# Home folder on external drive (Mac) causing headaches



## ironbut (Mar 14, 2020)

Ever since I started using ssd's I've always had a small drive for Apps and System folders and moved my Home folder to another large drive. When I was still using my 5,1 all these were internal but now that I use an i9 iMac my Home drive and Library drives are in a Black Magic Multidock.
I never had an issue with this configuration before I bought the Ozone 9 advanced upgrade (I had Ozone 7 std). I couldn't get the installer to work correctly (kept having "error documents folder" or whatever) but I was able to download the presets and help links and manually install them.
So, it seems like everything works except I when I insert Ozone 9 in Logic or Reaper or open the standalone app I get a "Required resource files cannot be found" dialog.
I contacted iZotope and they said that because of the way I have my drives configured. They said, " several preference files lay out the map where the resources are located and if they point to a spot that does not have that reference file, you will get that same error".
I asked if there was anything I could do but so far, I haven't heard back.

So, am I the only one that moves my Home folder to a different drive these days? 
If not, are you guys having the same issue?
If so, have you found a workaround or just a way to get rid of the nag dialog?


----------



## charlieclouser (Mar 14, 2020)

ironbut said:


> So, am I the only one that moves my Home folder to a different drive these days?



Yes, I think you are the only one.
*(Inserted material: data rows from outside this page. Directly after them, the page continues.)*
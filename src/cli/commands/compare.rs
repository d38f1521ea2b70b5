//! Compare command - Run both selection strategies on the same world

use std::path::PathBuf;

use anyhow::Result;
use clap::Parser;
use serde::Serialize;

use crate::{
    app::SelectionMode,
    cli::{
        commands::plan::{build_planner, route},
        config::{PlannerArgs, WorldArgs},
        output::{format_number, format_value, print_section},
    },
    planner::SearchSummary,
};

#[derive(Parser, Debug)]
#[command(about = "Compare sequential and parallel selection")]
pub struct CompareArgs {
    #[command(flatten)]
    pub world: WorldArgs,

    #[command(flatten)]
    pub planner: PlannerArgs,

    /// Export comparison results to JSON
    #[arg(long, short = 'o')]
    pub output: Option<PathBuf>,
}

/// Result of one strategy.
#[derive(Debug, Clone, Serialize)]
pub struct StrategyResult {
    pub mode: SelectionMode,
    pub summary: SearchSummary,
    pub route_len: usize,
}

pub fn execute(args: CompareArgs) -> Result<()> {
    let (world, start) = args.world.build()?;
    let base = args.planner.resolve()?;
    // Both runs share a seed so the difference comes from the strategy alone.
    let seed = base.seed.unwrap_or(0);

    let mut results = Vec::new();
    for mode in [SelectionMode::Sequential, SelectionMode::Parallel] {
        let config = base.with_selection_mode(mode).with_seed(seed);
        let mut planner = build_planner(&world, start, config)?;
        let summary = planner.search()?;
        let route_len = route(&planner, world.max_steps() as usize)?.len();
        results.push(StrategyResult {
            mode,
            summary,
            route_len,
        });
    }

    print_section("Selection Strategy Comparison");
    println!(
        "  {:<12} {:>10} {:>30} {:>9} {:>8} {:>10}",
        "Mode", "Iterations", "Root value", "Complete", "States", "Time (ms)"
    );
    for result in &results {
        let summary = &result.summary;
        println!(
            "  {:<12} {:>10} {:>30} {:>9} {:>8} {:>10}",
            result.mode.to_string(),
            format_number(summary.iterations as usize),
            format_value(&summary.root_value),
            summary.root_complete,
            format_number(summary.states),
            summary.elapsed_ms
        );
    }
    println!();
    for result in &results {
        println!(
            "  {}: stopped because {}, route of {} steps",
            result.mode, result.summary.stop_reason, result.route_len
        );
    }

    if let Some(output_path) = &args.output {
        let file = std::fs::File::create(output_path)?;
        serde_json::to_writer_pretty(file, &results)?;
        println!("\nResults exported to: {}", output_path.display());
    }

    Ok(())
}
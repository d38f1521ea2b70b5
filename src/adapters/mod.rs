//! Adapters implementing domain ports.
//!
//! This module contains concrete implementations of the traits defined in the
//! ports module. Following hexagonal architecture, adapters depend on domain
//! ports, not the other way around.

pub mod grid_world;
pub mod in_memory_context;
pub mod observers;

pub use grid_world::{Cell, Direction, GridState, GridWorld};
pub use in_memory_context::InMemoryStateContext;
pub use observers::{ProgressObserver, RecordingObserver};
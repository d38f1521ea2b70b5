//! Bottom-up Bellman backups, one horizon at a time.
//!
//! Work starts from a set of seed states grouped by their shortest-path depth.
//! The deepest horizon is processed first; a state whose policy value moved by
//! more than the tolerance, or whose completeness flipped, schedules its
//! predecessors one horizon up.
//!
//! Predecessors at the same or a deeper horizon (back edges of a cycle) only
//! hear about completeness flips. A state turns complete at most once, so this
//! cannot loop; value changes along back edges are left to later iterations.

use std::collections::{BTreeMap, BTreeSet};

use rayon::prelude::*;
use tracing::trace;

use crate::{
    Result,
    error::{Error, key_string},
    graph::{DepthMap, PlanGraph},
    identifiers::GraphKey,
    types::{ActionInfo, BoundedValue},
};

#[derive(Debug, Clone, Copy, PartialEq)]
pub struct BackpropParams {
    pub discount_factor: f64,
    /// Absolute policy-value change that counts as an update.
    pub value_tolerance: f64,
}

impl Default for BackpropParams {
    fn default() -> Self {
        Self {
            discount_factor: 1.0,
            value_tolerance: 1e-5,
        }
    }
}

/// Work done by one backpropagation pass.
#[derive(Debug, Clone, Copy, Default, PartialEq, Eq)]
pub struct BackpropOutcome {
    /// States whose value or completeness changed.
    pub updated: usize,
    /// Horizons that had pending work.
    pub horizons: usize,
}

/// Propagate value changes from `seeds` up to the root of `depths`.
///
/// `depths` must be the reachable depth map of the current graph. Seeds it does
/// not contain are ignored. A seed without actions keeps its record unchanged,
/// including its `complete` flag: an open leaf is an unexpanded frontier state,
/// not a finished one, and only evaluation or dead-end marking completes it. It
/// still notifies its predecessors, which is how fresh leaves and dead ends
/// reach the states above them.
///
/// # Errors
///
/// Returns [`Error::MissingState`] or [`Error::MissingAction`] if an edge
/// points at a record that does not exist.
///
/// # Examples
///
/// ```
/// use plangraph::{
///     BoundedValue, PlanGraph, StateInfo,
///     graph::{DepthMap, GraphBuilder},
///     planner::{BackpropParams, backpropagate},
/// };
///
/// let graph: PlanGraph<u32, u32> = PlanGraph::new();
/// let builder = GraphBuilder::new(&graph);
/// let root = builder.add_state(0)?;
/// root.add_action(0)?.add_new_result(
///     1,
///     StateInfo::new(BoundedValue::point(20.0)).with_complete(true),
///     plangraph::StateTransitionInfo::certain(1.0),
/// )?;
///
/// let depths = DepthMap::reachable(&graph, 0);
/// backpropagate(&graph, &depths, &[0], &BackpropParams::default())?;
///
/// let root = graph.state_info(&0).unwrap();
/// assert_eq!(root.policy_value, BoundedValue::point(21.0));
/// assert!(root.complete);
/// # Ok::<(), plangraph::Error>(())
/// ```
pub fn backpropagate<S: GraphKey, A: GraphKey>(
    graph: &PlanGraph<S, A>,
    depths: &DepthMap<S>,
    seeds: &[S],
    params: &BackpropParams,
) -> Result<BackpropOutcome> {
    let mut pending: BTreeMap<usize, BTreeSet<S>> = BTreeMap::new();
    for seed in seeds {
        if let Some(depth) = depths.depth(seed) {
            pending.entry(depth).or_default().insert(*seed);
        }
    }
    let seeds: BTreeSet<S> = seeds.iter().copied().collect();

    let mut outcome = BackpropOutcome::default();
    while let Some((depth, horizon)) = pending.pop_last() {
        outcome.horizons += 1;
        let horizon: Vec<S> = horizon.into_iter().collect();

        let changes = horizon
            .par_iter()
            .map(|state| {
                let forced = seeds.contains(state);
                backup_state(graph, state, params, forced).map(|change| (*state, change))
            })
            .collect::<Result<Vec<_>>>()?;

        let mut promoted = 0;
        for (state, change) in changes {
            if !change.changed {
                continue;
            }
            outcome.updated += 1;
            for predecessor in graph.predecessors(&state) {
                let Some(predecessor_depth) = depths.depth(&predecessor) else {
                    continue;
                };
                let upward = predecessor_depth + 1 == depth;
                if upward || (change.completed && predecessor_depth >= depth) {
                    pending
                        .entry(predecessor_depth)
                        .or_default()
                        .insert(predecessor);
                    promoted += 1;
                }
            }
        }
        trace!(depth, states = horizon.len(), promoted, "backpropagated horizon");
    }

    Ok(outcome)
}

struct Change {
    /// Predecessors one horizon up must be recomputed.
    changed: bool,
    /// The state is complete now and was not before (or is a complete seed).
    completed: bool,
}

/// Recompute every action of `state` and then the state itself.
fn backup_state<S: GraphKey, A: GraphKey>(
    graph: &PlanGraph<S, A>,
    state: &S,
    params: &BackpropParams,
    forced: bool,
) -> Result<Change> {
    let previous = graph.state_info(state).ok_or_else(|| Error::MissingState {
        state: key_string(state),
    })?;

    let actions = graph.actions(state);
    if actions.is_empty() {
        return Ok(Change {
            changed: forced,
            completed: forced && previous.complete,
        });
    }

    let mut best: Option<BoundedValue> = None;
    let mut complete = true;
    for action in actions {
        let info = backup_action(graph, state, &action, params)?;
        best = Some(match best {
            Some(value) => value.component_max(&info.action_value),
            None => info.action_value,
        });
        complete &= info.complete;
    }
    let value = best.unwrap_or(previous.policy_value);

    graph.update_state(state, |info| {
        info.policy_value = value;
        info.complete = complete;
    })?;

    let completed = complete && !previous.complete;
    Ok(Change {
        changed: previous.policy_value.max_abs_diff(&value) > params.value_tolerance
            || previous.complete != complete,
        completed,
    })
}

fn backup_action<S: GraphKey, A: GraphKey>(
    graph: &PlanGraph<S, A>,
    state: &S,
    action: &A,
    params: &BackpropParams,
) -> Result<ActionInfo> {
    let transitions = graph.transitions(state, action);
    if transitions.is_empty() {
        return graph
            .action_info(state, action)
            .ok_or_else(|| Error::MissingAction {
                state: key_string(state),
                action: key_string(action),
            });
    }

    let mut value = BoundedValue::zero();
    let mut complete = true;
    for (result, transition) in transitions {
        let successor = graph.state_info(&result).ok_or_else(|| Error::MissingState {
            state: key_string(&result),
        })?;
        value += transition.probability
            * (transition.transition_utility + params.discount_factor * successor.policy_value);
        complete &= successor.complete;
    }

    graph.update_action(state, action, |info| {
        info.action_value = value;
        info.complete = complete;
    })
}

#[cfg(test)]
mod tests {
    use super::*;
    use crate::{graph::GraphBuilder, types::StateInfo, types::StateTransitionInfo};

    fn params() -> BackpropParams {
        BackpropParams::default()
    }

    #[test]
    fn stochastic_action_weights_successors() {
        let graph: PlanGraph<u32, u32> = PlanGraph::new();
        let builder = GraphBuilder::new(&graph);
        builder
            .add_state(0)
            .unwrap()
            .add_action(0)
            .unwrap()
            .add_new_result(
                1,
                StateInfo::new(BoundedValue::new(0.0, 10.0, 20.0)),
                StateTransitionInfo::new(0.4, 1.0).unwrap(),
            )
            .unwrap()
            .add_new_result(
                2,
                StateInfo::new(BoundedValue::point(5.0)),
                StateTransitionInfo::new(0.6, -1.0).unwrap(),
            )
            .unwrap();

        backpropagate(&graph, &DepthMap::reachable(&graph, 0), &[1, 2], &params()).unwrap();

        // 0.4 * (1 + [0, 10, 20]) + 0.6 * (-1 + 5)
        let value = graph.action_info(&0, &0).unwrap().action_value;
        assert!(value.approx_eq(&BoundedValue::new(2.8, 6.8, 10.8), 1e-9));
        assert_eq!(graph.state_info(&0).unwrap().policy_value, value);
    }

    #[test]
    fn policy_is_component_wise_max() {
        let graph: PlanGraph<u32, u32> = PlanGraph::new();
        let builder = GraphBuilder::new(&graph);
        let root = builder.add_state(0).unwrap();
        root.add_action(0)
            .unwrap()
            .add_new_result(
                1,
                StateInfo::new(BoundedValue::new(0.0, 5.0, 30.0)),
                StateTransitionInfo::certain(0.0),
            )
            .unwrap();
        root.add_action(1)
            .unwrap()
            .add_new_result(
                2,
                StateInfo::new(BoundedValue::new(4.0, 6.0, 8.0)),
                StateTransitionInfo::certain(0.0),
            )
            .unwrap();

        backpropagate(&graph, &DepthMap::reachable(&graph, 0), &[0], &params()).unwrap();

        assert_eq!(
            graph.state_info(&0).unwrap().policy_value,
            BoundedValue::new(4.0, 6.0, 30.0)
        );
    }

    #[test]
    fn unchanged_values_stop_climbing() {
        // 0 -> 1 -> 2; state 1 already holds the value its child implies.
        let graph: PlanGraph<u32, u32> = PlanGraph::new();
        let builder = GraphBuilder::new(&graph);
        builder
            .add_state_with(0, StateInfo::new(BoundedValue::point(-100.0)))
            .unwrap()
            .add_action(0)
            .unwrap()
            .add_new_result(
                1,
                StateInfo::new(BoundedValue::point(3.0)),
                StateTransitionInfo::certain(0.0),
            )
            .unwrap();
        builder
            .with_state(1)
            .unwrap()
            .add_action(0)
            .unwrap()
            .add_new_result(
                2,
                StateInfo::new(BoundedValue::point(3.0)),
                StateTransitionInfo::certain(0.0),
            )
            .unwrap();

        let outcome =
            backpropagate(&graph, &DepthMap::reachable(&graph, 0), &[1], &params()).unwrap();

        assert_eq!(outcome.updated, 0);
        assert_eq!(
            graph.state_info(&0).unwrap().policy_value,
            BoundedValue::point(-100.0)
        );
    }

    #[test]
    fn zero_action_seed_forces_its_parent() {
        let graph: PlanGraph<u32, u32> = PlanGraph::new();
        let builder = GraphBuilder::new(&graph);
        builder
            .add_state(0)
            .unwrap()
            .add_action(0)
            .unwrap()
            .add_new_result(
                1,
                StateInfo::new(BoundedValue::point(0.0)).with_complete(true),
                StateTransitionInfo::certain(0.0),
            )
            .unwrap();

        let outcome =
            backpropagate(&graph, &DepthMap::reachable(&graph, 0), &[1], &params()).unwrap();

        assert_eq!(outcome.horizons, 2);
        assert!(graph.state_info(&0).unwrap().complete);
        assert!(graph.action_info(&0, &0).unwrap().complete);
    }

    #[test]
    fn open_leaf_seed_stays_open_but_updates_parent() {
        let graph: PlanGraph<u32, u32> = PlanGraph::new();
        let builder = GraphBuilder::new(&graph);
        builder
            .add_state(0)
            .unwrap()
            .add_action(0)
            .unwrap()
            .add_new_result(
                1,
                StateInfo::new(BoundedValue::point(5.0)),
                StateTransitionInfo::certain(0.0),
            )
            .unwrap();

        backpropagate(&graph, &DepthMap::reachable(&graph, 0), &[1], &params()).unwrap();

        let leaf = graph.state_info(&1).unwrap();
        assert!(!leaf.complete);
        assert_eq!(leaf.policy_value, BoundedValue::point(5.0));
        let root = graph.state_info(&0).unwrap();
        assert!(!root.complete);
        assert_eq!(root.policy_value, BoundedValue::point(5.0));
        assert!(!graph.action_info(&0, &0).unwrap().complete);
    }

    #[test]
    fn self_loop_does_not_hang() {
        let graph: PlanGraph<u32, u32> = PlanGraph::new();
        let builder = GraphBuilder::new(&graph);
        let root = builder.add_state(0).unwrap();
        root.add_action(0)
            .unwrap()
            .add_result(0, 0.5, -1.0)
            .unwrap()
            .add_new_result(
                1,
                StateInfo::new(BoundedValue::point(10.0)).with_complete(true),
                StateTransitionInfo::new(0.5, -1.0).unwrap(),
            )
            .unwrap();

        backpropagate(&graph, &DepthMap::reachable(&graph, 0), &[0, 1], &params()).unwrap();

        // 0.5 * (-1 + 0) + 0.5 * (-1 + 10), using the root's value before the pass.
        let root_value = graph.state_info(&0).unwrap().policy_value.average;
        assert!((root_value - 4.0).abs() < 1e-9);
        assert!(!graph.state_info(&0).unwrap().complete);
    }
}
I've never heard of anyone attempting this, and I think it's a very bad idea.

There are so many dependencies between files in the System, Library, and Home folders that you're bound to wreck something that can't be un-wrecked easily, and which would just re-wreck itself whenever an update is installed.

Drive space is so cheap these days that I just get the most massive internal drive that Apple offers, and let every app and plugin install where it wants to. Since I also keep copies of the installers for every app and plugin I buy inside separate folders in my Applications folder, having huge amounts of space on the internal drive isn't a luxury, it's a necessity - for me, anyway.

I also let things like Omnisphere put their massive content library where they want, which is inside the Steam folder buried somewhere in the Users>Library directory, and this has saved me a lot of headache. Besides not having to faff about with moving that content to an external drive or using aliases or symlinks or any of that mess, another benefit is that flipping through Omnisphere patches is lickety-split fast because the internal drive is faster than all those SSDs in my MultiDock.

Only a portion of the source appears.